Mas este acontecimento trouxe à tona vários aspectos. Digo isso porque, estranhamente, a morte de uma pessoa automaticamente a promove aos mais nobres postos da humanidade. Para tornar-se um herói, basta morrer. Se você não conseguir realizar em vida alguma coisa que o torne distinto dos demais mortais, não se preocupe. No dia do seu enterro, haverá dezenas de pessoas aclamando o quão importante você foi, quão dignas foram suas realizações, quão grande era o seu coração.

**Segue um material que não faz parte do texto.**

//! One-dimensional half-open index ranges.

use std::fmt::Debug;

use serde::{Deserialize, Serialize};

use crate::constants::DEFAULT_GRAIN_SIZE;
use crate::error::ParError;

/// Index types a [`Range1D`] can be built over.
pub trait RangeIndex: Copy + Ord + Debug + Send + Sync + 'static {
    /// Number of steps from `from` to `to`. Requires `from <= to`.
    fn distance(from: Self, to: Self) -> usize;

    /// The index `n` steps after `self`, or `None` past the type's bounds.
    #[must_use]
    fn advance(self, n: usize) -> Option<Self>;
}

macro_rules! impl_unsigned_index {
    ($($t:ty),*) => {
        $(
            impl RangeIndex for $t {
                #[inline]
                #[allow(clippy::cast_possible_truncation)]
                fn distance(from: Self, to: Self) -> usize {
                    to.abs_diff(from) as usize
                }

                #[inline]
                fn advance(self, n: usize) -> Option<Self> {
                    self.checked_add(<$t>::try_from(n).ok()?)
                }
            }
        )*
    };
}

macro_rules! impl_signed_index {
    ($($t:ty => $u:ty),*) => {
        $(
            impl RangeIndex for $t {
                #[inline]
                #[allow(clippy::cast_possible_truncation)]
                fn distance(from: Self, to: Self) -> usize {
                    to.abs_diff(from) as usize
                }

                #[inline]
                fn advance(self, n: usize) -> Option<Self> {
                    self.checked_add_unsigned(<$u>::try_from(n).ok()?)
                }
            }
        )*
    };
}

impl_unsigned_index!(usize, u32, u64);
impl_signed_index!(isize => usize, i32 => u32, i64 => u64);

/// A half-open interval `[begin, end)` with a grain size used by [`split`].
///
/// [`split`]: Range1D::split
#[derive(Debug, Clone, Copy, PartialEq, Eq, Hash, Serialize, Deserialize)]
pub struct Range1D<T = usize> {
    begin: T,
    end: T,
    grain_size: usize,
}

impl<T: RangeIndex> Range1D<T> {
    /// Create `[begin, end)` with the default grain size.
    pub fn new(begin: T, end: T) -> Result<Self, ParError> {
        Self::with_grain_size(begin, end, DEFAULT_GRAIN_SIZE)
    }

    /// Create `[begin, end)` with an explicit grain size.
    pub fn with_grain_size(begin: T, end: T, grain_size: usize) -> Result<Self, ParError> {
        if begin > end {
            return Err(ParError::InvalidArgument(format!(
                "range begin {begin:?} is past its end {end:?}"
            )));
        }
        Ok(Self::from_bounds(begin, end, grain_size))
    }

    /// Callers guarantee `begin <= end`.
    pub(crate) fn from_bounds(begin: T, end: T, grain_size: usize) -> Self {
        Self {
            begin,
            end,
            grain_size,
        }
    }

    /// Inclusive start.
    #[inline]
    pub fn begin(&self) -> T {
        self.begin
    }

    /// Exclusive end.
    #[inline]
    pub fn end(&self) -> T {
        self.end
    }

    #[inline]
    pub fn grain_size(&self) -> usize {
        self.grain_size
    }

    /// Number of indices in the range.
    #[inline]
    pub fn size(&self) -> usize {
        T::distance(self.begin, self.end)
    }

    #[inline]
    pub fn is_empty(&self) -> bool {
        self.begin == self.end
    }

    /// True when the range is larger than its grain size.
    #[inline]
    pub fn is_divisible(&self) -> bool {
        self.size() > self.grain_size
    }

    pub fn contains(&self, index: T) -> bool {
        self.begin <= index && index < self.end
    }

    /// Split off the upper half, shrinking `self` to the lower half.
    ///
    /// Returns `None` and leaves `self` untouched when the range is not
    /// divisible.
    pub fn split(&mut self) -> Option<Self> {
        if !self.is_divisible() {
            return None;
        }
        let mid = self.begin.advance(self.size() / 2)?;
        let upper = Self::from_bounds(mid, self.end, self.grain_size);
        self.end = mid;
        Some(upper)
    }

    /// Iterate over the indices of the range in ascending order.
    pub fn iter(&self) -> RangeIter<T> {
        RangeIter {
            next: self.begin,
            end: self.end,
        }
    }
}

impl Range1D<usize> {
    /// The range as a `std::ops::Range`, suitable for slicing.
    #[inline]
    pub fn as_std(&self) -> std::ops::Range<usize> {
        self.begin..self.end
    }
}

impl<T: RangeIndex> IntoIterator for Range1D<T> {
    type Item = T;
    type IntoIter = RangeIter<T>;

    fn into_iter(self) -> Self::IntoIter {
        self.iter()
    }
}

impl<T: RangeIndex> IntoIterator for &Range1D<T> {
    type Item = T;
    type IntoIter = RangeIter<T>;

    fn into_iter(self) -> Self::IntoIter {
        self.iter()
    }
}

/// Iterator over the indices of a [`Range1D`].
#[derive(Debug, Clone)]
pub struct RangeIter<T> {
    next: T,
    end: T,
}

impl<T: RangeIndex> Iterator for RangeIter<T> {
    type Item = T;

    fn next(&mut self) -> Option<T> {
        if self.next >= self.end {
            return None;
        }
        let current = self.next;
        self.next = current.advance(1).unwrap_or(self.end);
        Some(current)
    }

    fn size_hint(&self) -> (usize, Option<usize>) {
        let remaining = if self.next >= self.end {
            0
        } else {
            T::distance(self.next, self.end)
        };
        (remaining, Some(remaining))
    }
}

impl<T: RangeIndex> ExactSizeIterator for RangeIter<T> {}
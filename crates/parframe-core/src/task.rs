//! Units of work and their lifecycle.

use std::fmt;
use std::panic::{self, AssertUnwindSafe};

use crate::result::ResultHolder;

/// Lifecycle of a [`Task`].
///
/// ```text
/// Pending --dispatch--> Running --completes--> Finished
///                          \--panics--> Interrupted
/// Finished | Interrupted --reschedule--> Pending
/// ```
#[derive(Debug, Clone, Copy, PartialEq, Eq, Hash, Default)]
pub enum TaskState {
    #[default]
    Pending,
    Running,
    Finished,
    /// The work panicked; the result holder was left invalid.
    Interrupted,
}

impl TaskState {
    /// True for the states an executor may leave a task in.
    #[must_use]
    pub fn is_terminal(self) -> bool {
        matches!(self, Self::Finished | Self::Interrupted)
    }
}

impl fmt::Display for TaskState {
    fn fmt(&self, f: &mut fmt::Formatter<'_>) -> fmt::Result {
        let name = match self {
            Self::Pending => "pending",
            Self::Running => "running",
            Self::Finished => "finished",
            Self::Interrupted => "interrupted",
        };
        f.write_str(name)
    }
}

/// The computation a task performs.
///
/// `run` receives a scratch copy of the task's seed value and writes its
/// result there; the task publishes it to the result holder once `run`
/// returns. Work may only touch its own partition-local state.
pub trait Work: Send {
    type Output: Clone + Send;

    fn run(&mut self, output: &mut Self::Output);
}

/// Adapts a closure into [`Work`].
pub struct FnWork<F, O> {
    f: F,
    _output: std::marker::PhantomData<fn() -> O>,
}

impl<F, O> FnWork<F, O>
where
    F: FnMut(&mut O) + Send,
    O: Clone + Send,
{
    pub fn new(f: F) -> Self {
        Self {
            f,
            _output: std::marker::PhantomData,
        }
    }
}

impl<F, O> Work for FnWork<F, O>
where
    F: FnMut(&mut O) + Send,
    O: Clone + Send,
{
    type Output = O;

    fn run(&mut self, output: &mut O) {
        (self.f)(output);
    }
}

/// A unit of work bound to a partition id, with its own result holder.
pub struct Task<W: Work> {
    id: usize,
    state: TaskState,
    work: W,
    seed: W::Output,
    result: ResultHolder<W::Output>,
}

impl<W: Work> Task<W> {
    /// A pending task whose output starts from `seed` on every run.
    pub fn new(id: usize, work: W, seed: W::Output) -> Self {
        let result = ResultHolder::new(seed.clone());
        Self {
            id,
            state: TaskState::Pending,
            work,
            seed,
            result,
        }
    }

    /// Partition id.
    #[inline]
    pub fn id(&self) -> usize {
        self.id
    }

    #[inline]
    pub fn state(&self) -> TaskState {
        self.state
    }

    pub fn set_state(&mut self, state: TaskState) {
        tracing::trace!(task = self.id, from = %self.state, to = %state, "task state");
        self.state = state;
    }

    pub fn result(&self) -> &ResultHolder<W::Output> {
        &self.result
    }

    pub fn work(&self) -> &W {
        &self.work
    }

    pub fn work_mut(&mut self) -> &mut W {
        &mut self.work
    }

    #[must_use]
    pub fn is_finished(&self) -> bool {
        self.state == TaskState::Finished
    }

    /// Return the task to `Pending` and invalidate its result so it can be
    /// dispatched again.
    pub fn reschedule(&mut self) {
        self.result.invalidate_and_reset(self.seed.clone());
        self.set_state(TaskState::Pending);
    }

    /// Run the work on the current thread.
    ///
    /// A panic inside the work is contained here: the task ends
    /// `Interrupted` and its result stays invalid.
    pub fn run(&mut self) {
        if self.state != TaskState::Pending {
            tracing::debug!(
                task = self.id,
                state = ?self.state,
                "task dispatched without reschedule, resetting"
            );
            self.reschedule();
        }
        self.set_state(TaskState::Running);

        let mut output = self.seed.clone();
        let work = &mut self.work;
        let outcome = panic::catch_unwind(AssertUnwindSafe(|| work.run(&mut output)));

        match outcome {
            Ok(()) => {
                self.result.set(output);
                self.set_state(TaskState::Finished);
            }
            Err(payload) => {
                tracing::warn!(
                    task = self.id,
                    reason = panic_message(payload.as_ref()),
                    "task interrupted"
                );
                self.set_state(TaskState::Interrupted);
            }
        }
    }
}

impl<W: Work> fmt::Debug for Task<W> {
    fn fmt(&self, f: &mut fmt::Formatter<'_>) -> fmt::Result {
        f.debug_struct("Task")
            .field("id", &self.id)
            .field("state", &self.state)
            .field("valid", &self.result.is_valid())
            .finish_non_exhaustive()
    }
}

fn panic_message(payload: &(dyn std::any::Any + Send)) -> &str {
    if let Some(s) = payload.downcast_ref::<&str>() {
        s
    } else if let Some(s) = payload.downcast_ref::<String>() {
        s.as_str()
    } else {
        "non-string panic payload"
    }
}

/// True when every task finished.
pub fn all_finished<W: Work>(tasks: &[Task<W>]) -> bool {
    tasks.iter().all(Task::is_finished)
}
#![no_main]

use libfuzzer_sys::fuzz_target;

use parframe_core::Schedule;

fuzz_target!(|data: &[u8]| {
    let Ok(text) = std::str::from_utf8(data) else {
        return;
    };
    // Anything that parses must be a valid schedule
    if let Ok(schedule) = text.parse::<Schedule>() {
        assert!(schedule.validate().is_ok());
    }
});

Assim foi na semana passada. Mesmo de pessoas e setores que até quarta-feira preferiam ver o diabo a ver Roberto Marinho, ouviram-se os elogios mais rasgados, eloqüentes e, diga-se de passagem, os mais exagerados. Só vi coerência na nota de Leonel Brizola. Não que o admire, fique bem claro. Mas foi o único a reafirmar, em matéria paga na Folha de São Paulo, que tinha sido inimigo de Marinho e não escondia isso só porque o homem se fora. Causou-me espécie ver a bajulação explícita, típica dos tempos áureos da ditadura, de homens como o presidente operário recém-eleito pelo povo e seus fiéis escudeiros. A vida toda, que me conste, foram inimigos figadais. Ao longo de suas histórias, acusaram a Globo e seu capo de coisas que nem se sabe se eram mesmo verdades. Agora, decretam luto oficial, param o Congresso para “homenagear ao grande homem e empreendedor Roberto Marinho” e fazem declarações que, no mínimo, deveriam ser evitadas. Bem, este é só mais um capítulo no livro das Decepções Nacionais, que é escrito pela História e que será lançado nas próximas eleições.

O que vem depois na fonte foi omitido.